Laura Seitz, Deseret News
The lifeblood in Christine Lee's paycheck flows only so far, so she's selling some of her own to fill the gap.
The Salt Lake resident says she regularly sells her plasma to make ends meet.
"I get paid every two weeks, which makes it hard in between checks," said Lee, 37, who works two part-time jobs because she's having trouble finding full-time work with benefits.
A number of Utahns, be they looking for ways to pay higher gas and food prices, or simply picking up a little "comic book money," as one Salt Lake chef puts it, are following her lead.
Four Salt Lake County plasma centers told the Deseret News that a downturned economy means an upturn in business. Walk-ins for one have risen as much as 50 percent, from 400 or 450 clients a week in 2007 to 550 or 600 a week now.

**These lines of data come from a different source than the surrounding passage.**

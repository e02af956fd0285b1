use axum::{
    Json,
    http::StatusCode,
    response::{IntoResponse, Response},
};
use common::store::StoreError;
use serde::Serialize;
use worker::IntakeError;

/// Structured error response returned by all endpoints on failure.
#[derive(Serialize)]
pub struct ErrorBody {
    /// Machine-readable error code. One of: `VALIDATION_ERROR`, `NOT_FOUND`,
    /// `QUEUE_FULL`, `SHUTTING_DOWN`, `INTERNAL_ERROR`.
    pub code: &'static str,
    /// Human-readable error description.
    pub message: String,
}

/// Application-level error type.
#[derive(Debug)]
pub enum AppError {
    Validation(String),
    NotFound(String),
    /// The evaluation queue has no room for another submission.
    QueueFull,
    ShuttingDown,
    Internal(String),
}

impl AppError {
    fn status_and_body(self) -> (StatusCode, ErrorBody) {
        match self {
            AppError::Validation(msg) => (
                StatusCode::BAD_REQUEST,
                ErrorBody {
                    code: "VALIDATION_ERROR",
                    message: msg,
                },
            ),
            AppError::NotFound(msg) => (
                StatusCode::NOT_FOUND,
                ErrorBody {
                    code: "NOT_FOUND",
                    message: msg,
                },
            ),
            AppError::QueueFull => (
                StatusCode::SERVICE_UNAVAILABLE,
                ErrorBody {
                    code: "QUEUE_FULL",
                    message: "Evaluation queue is full, try again later".into(),
                },
            ),
            AppError::ShuttingDown => (
                StatusCode::SERVICE_UNAVAILABLE,
                ErrorBody {
                    code: "SHUTTING_DOWN",
                    message: "Server is shutting down".into(),
                },
            ),
            AppError::Internal(detail) => {
                tracing::error!("Internal error: {}", detail);
                (
                    StatusCode::INTERNAL_SERVER_ERROR,
                    ErrorBody {
                        code: "INTERNAL_ERROR",
                        message: "An unexpected error occurred".into(),
                    },
                )
            }
        }
    }
}

impl IntoResponse for AppError {
    fn into_response(self) -> Response {
        let retry_after = matches!(self, AppError::QueueFull | AppError::ShuttingDown);
        let (status, body) = self.status_and_body();

        if retry_after {
            (status, [("Retry-After", "1")], Json(body)).into_response()
        } else {
            (status, Json(body)).into_response()
        }
    }
}

impl From<StoreError> for AppError {
    fn from(err: StoreError) -> Self {
        match err {
            StoreError::NotFound(what) => AppError::NotFound(format!("{what} not found")),
            StoreError::Backend(detail) => AppError::Internal(detail),
        }
    }
}

impl From<IntakeError> for AppError {
    fn from(err: IntakeError) -> Self {
        match err {
            IntakeError::Validation(msg) => AppError::Validation(msg),
            IntakeError::NotFound(msg) => AppError::NotFound(msg),
            IntakeError::Saturated => {
                tracing::warn!("Submission refused, evaluation queue is full");
                AppError::QueueFull
            }
            IntakeError::ShuttingDown => AppError::ShuttingDown,
            IntakeError::Store(e) => e.into(),
        }
    }
}
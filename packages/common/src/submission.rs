use chrono::{DateTime, Utc};
use serde::{Deserialize, Serialize};

use crate::{Language, Verdict};

/// A persisted evaluation attempt.
#[derive(Clone, Debug, PartialEq, Eq, Serialize, Deserialize)]
pub struct Submission {
    pub id: i32,
    pub user_id: i32,
    pub problem_id: i32,
    pub language: Language,
    pub code: String,
    /// Backend token of the first dispatched test case.
    pub judge_token: Option<String>,
    pub verdict: Verdict,
    /// Average runtime in milliseconds.
    pub runtime_ms: Option<i32>,
    /// Average memory usage in kilobytes.
    pub memory_kb: Option<i32>,
    /// Compiler output, stderr capture or judge message.
    pub error_message: Option<String>,
    pub created_at: DateTime<Utc>,
}

/// Fields needed to create a submission record in the `Pending` state.
#[derive(Clone, Debug)]
pub struct NewSubmission {
    pub user_id: i32,
    pub problem_id: i32,
    pub language: Language,
    pub code: String,
}

/// The single terminal write applied to a submission.
#[derive(Clone, Debug, PartialEq, Eq, Serialize, Deserialize)]
pub struct SubmissionOutcome {
    pub verdict: Verdict,
    pub runtime_ms: Option<i32>,
    pub memory_kb: Option<i32>,
    pub error_message: Option<String>,
}

impl SubmissionOutcome {
    /// Outcome with no metrics attached.
    pub fn bare(verdict: Verdict, error_message: Option<String>) -> Self {
        Self {
            verdict,
            runtime_ms: None,
            memory_kb: None,
            error_message,
        }
    }

    pub fn system_error(message: impl Into<String>) -> Self {
        Self::bare(Verdict::SystemError, Some(message.into()))
    }
}

impl Submission {
    /// Build a `Pending` submission from a creation request.
    pub fn pending(id: i32, new: NewSubmission, created_at: DateTime<Utc>) -> Self {
        Self {
            id,
            user_id: new.user_id,
            problem_id: new.problem_id,
            language: new.language,
            code: new.code,
            judge_token: None,
            verdict: Verdict::Pending,
            runtime_ms: None,
            memory_kb: None,
            error_message: None,
            created_at,
        }
    }

    /// Apply a terminal outcome to this record.
    pub fn apply(&mut self, outcome: SubmissionOutcome) {
        self.verdict = outcome.verdict;
        self.runtime_ms = outcome.runtime_ms;
        self.memory_kb = outcome.memory_kb;
        self.error_message = outcome.error_message;
    }
}
use async_trait::async_trait;

use super::error::StoreError;
use crate::problem::{Problem, TestCase};
use crate::submission::{NewSubmission, Submission, SubmissionOutcome};

/// Read access to problems.
#[async_trait]
pub trait ProblemSource: Send + Sync {
    /// All problems in ascending id order.
    async fn list(&self) -> Result<Vec<Problem>, StoreError>;

    async fn find_by_slug(&self, slug: &str) -> Result<Option<Problem>, StoreError>;
}

/// Read access to the test cases of a problem.
#[async_trait]
pub trait TestCaseSource: Send + Sync {
    /// Every test case of the problem, hidden ones included, ordered by ascending id.
    async fn list_all(&self, problem_id: i32) -> Result<Vec<TestCase>, StoreError>;

    /// Only the test cases clients may see, ordered by ascending id.
    async fn list_visible(&self, problem_id: i32) -> Result<Vec<TestCase>, StoreError>;
}

/// Persistence for submission records.
///
/// The evaluator writes only through [`set_token`](Self::set_token) and
/// [`set_outcome`](Self::set_outcome); each evaluation run touches a single
/// submission id.
#[async_trait]
pub trait SubmissionStore: Send + Sync {
    /// Create a `Pending` submission and return its id.
    async fn create(&self, submission: NewSubmission) -> Result<i32, StoreError>;

    async fn find(&self, id: i32) -> Result<Option<Submission>, StoreError>;

    /// Newest first, at most `limit` entries.
    async fn list_by_user(&self, user_id: i32, limit: u64) -> Result<Vec<Submission>, StoreError>;

    /// Newest first, at most `limit` entries.
    async fn list_by_user_and_problem(
        &self,
        user_id: i32,
        problem_id: i32,
        limit: u64,
    ) -> Result<Vec<Submission>, StoreError>;

    /// Record the backend correlation token.
    async fn set_token(&self, id: i32, token: &str) -> Result<(), StoreError>;

    /// Terminal write: verdict, averaged metrics and diagnostic message.
    async fn set_outcome(&self, id: i32, outcome: &SubmissionOutcome) -> Result<(), StoreError>;
}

"Everyone needs money," said one employee who asked not to be named.
ZLB Plasma corporate offices didn't return a request for an interview. A spokesman for Grifols Biomat USA refused to be interviewed for this story because he says his company is in the lifesaving business, not the supplemental income business. Plasma, taken from the blood, is used to make medications to treat hemophilia and immune deficiency diseases.
Still, a sign outside a downtown Biomat location blares, "Cash Today!" and up to $275 a month for giving "life-saving plasma."
College student Dylan Hall responded last week to a similar ad seen on TV. But he didn't make it to the giving chair. The place was too packed.
"I'm planning on coming in next Thursday," Hall said. "I could use the extra money, and it helps people in the process. No bad in that."
Plasma clinics, which pay around $40 cash for the first donation and allow up to two donations per week (the second usually pays more), aren't the only places people are turning to for extra money. They increasingly are selling their rings, gold teeth and electronic scrap to Cascade Refining in West Valley City.
"Easily tripled, I would say, would be fairly accurate," vice president Chris Wright estimated of the jump in business over the past nine months. While he attributes some of it to soaring commodity prices, "there is usually somewhat of a relationship there" to an economic downturn, too, he said.